6. Get enough water and sleep: Maintain proper hydration with at least 8 glasses of water per day is important to help the mucous membranes moist and able to flush out those irritants. Getting enough sleep to feel rested in the morning will allow you to deal with all your daily activities while not allowing your allergy symptoms to run you down.

7. Homeopathy: Use the proper remedy that fits your symptom picture of your allergies. Acute remedies are useful to provide relief. For self-treatments, a low potency should be used (i.e. 6C, 12C, 30C), take one dose and wait to see if there are improvements. Doses can be taken several times per day or as needed depending on the individual. Use Allium cepa if your nasal discharges are acrid that burn the skin, while your tears feel bland in comparison. Symptoms are worse at night and in humid weather, with thirst and better in fresh air. Use Euphrasia if your tears are burning, making your eyes red and sore, while the nasal discharge is bland. Symptoms are worse in the day and with warmth, and the eyes are sensitive to light. Apis is indicated when symptoms come on rapidly with lots of swelling in eyes.

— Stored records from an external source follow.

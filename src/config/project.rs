use crate::config::schema::ProjectConfig;
use crate::config::validate_project_config;
use crate::core::error::{DistkitError, Result};
use std::path::{Path, PathBuf};
use tokio::fs;

pub const PROJECT_CONFIG_FILE: &str = "distkit.toml";

/// Files whose presence marks a directory as a project root.
const ROOT_MARKERS: &[&str] = &[PROJECT_CONFIG_FILE, "setup.py", "pyproject.toml"];

pub struct ProjectConfigManager {
    project_dir: PathBuf,
    config_path: PathBuf,
}

impl ProjectConfigManager {
    pub fn new(project_dir: &Path) -> Self {
        Self {
            project_dir: project_dir.to_path_buf(),
            config_path: project_dir.join(PROJECT_CONFIG_FILE),
        }
    }

    pub fn from_current_dir() -> Result<Self> {
        let current_dir = std::env::current_dir()?;
        let project_dir = Self::find_project_root(&current_dir).unwrap_or(current_dir);
        Ok(Self::new(&project_dir))
    }

    pub fn project_dir(&self) -> &Path {
        &self.project_dir
    }

    pub fn config_path(&self) -> &Path {
        &self.config_path
    }

    pub fn exists(&self) -> bool {
        self.config_path.exists()
    }

    /// Load `distkit.toml`, falling back to the built-in defaults when absent.
    pub async fn load(&self) -> Result<ProjectConfig> {
        let config: ProjectConfig = if self.exists() {
            let content = fs::read_to_string(&self.config_path).await?;
            toml::from_str(&content)?
        } else {
            tracing::debug!(
                path = %self.config_path.display(),
                "no project config, using defaults"
            );
            ProjectConfig::default()
        };

        validate_project_config(&config)?;
        Ok(config)
    }

    pub async fn save(&self, config: &ProjectConfig) -> Result<()> {
        validate_project_config(config)?;
        let content = toml::to_string_pretty(config)?;
        fs::write(&self.config_path, content).await?;
        Ok(())
    }

    pub async fn create(&self, config: ProjectConfig, force: bool) -> Result<()> {
        if self.exists() && !force {
            return Err(DistkitError::Config(format!(
                "{} already exists (use --force to overwrite)",
                self.config_path.display()
            )));
        }

        self.save(&config).await
    }

    pub fn find_project_root(start_dir: &Path) -> Option<PathBuf> {
        let mut current = start_dir;

        loop {
            if ROOT_MARKERS.iter().any(|m| current.join(m).exists()) {
                return Some(current.to_path_buf());
            }

            current = current.parent()?;
        }
    }
}

#[cfg(test)]
mod tests {
    use super::*;

    #[tokio::test]
    async fn missing_file_loads_defaults() {
        let dir = tempfile::tempdir().unwrap();
        let mgr = ProjectConfigManager::new(dir.path());

        let config = mgr.load().await.unwrap();
        assert_eq!(config.build.program, "python3");
        assert_eq!(config.upload.program, "twine");
    }

    #[tokio::test]
    async fn invalid_file_is_rejected() {
        let dir = tempfile::tempdir().unwrap();
        let mgr = ProjectConfigManager::new(dir.path());

        let toml = r#"
[clean]
paths = ["build", "../outside", "dist"]
"#;
        tokio::fs::write(mgr.config_path(), toml).await.unwrap();

        let msg = mgr.load().await.unwrap_err().to_string();
        assert!(msg.contains("../outside"), "unexpected error: {}", msg);
    }

    #[tokio::test]
    async fn create_refuses_to_overwrite_without_force() {
        let dir = tempfile::tempdir().unwrap();
        let mgr = ProjectConfigManager::new(dir.path());

        mgr.create(ProjectConfig::default(), false).await.unwrap();
        assert!(mgr.exists());
        assert!(mgr.create(ProjectConfig::default(), false).await.is_err());
        mgr.create(ProjectConfig::default(), true).await.unwrap();

        let reloaded = mgr.load().await.unwrap();
        assert_eq!(reloaded.clean.paths, vec!["build", "dist", "*.egg-info"]);
    }

    #[test]
    fn project_root_found_from_subdirectory() {
        let dir = tempfile::tempdir().unwrap();
        std::fs::write(dir.path().join("setup.py"), "").unwrap();
        let nested = dir.path().join("paperize").join("sub");
        std::fs::create_dir_all(&nested).unwrap();

        let root = ProjectConfigManager::find_project_root(&nested).unwrap();
        assert_eq!(root, dir.path());
    }
}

Symptoms will feel like stinging and cold compresses provide relief. Use Pulsatilla when discharges are thick, bland and yellow-green. The congestion experienced in ears, nose and throat may affect hearing, smell and taste, and is generally uncomfortable in bed at night and in stuffy environments. Breathing may be through the mouth due to nasal congestion.

Take the time to enjoy the spring weather and all it has to offer, remember to ‘stop and smell the roses’ (as long as you are not allergic to them). Enjoy the renewal of the season and maintain time for fun and de-stress.

Always consult with a naturopathic doctor or seek medical attention if your symptoms worsen, and if there are any signs of respiratory distress experienced from your allergies.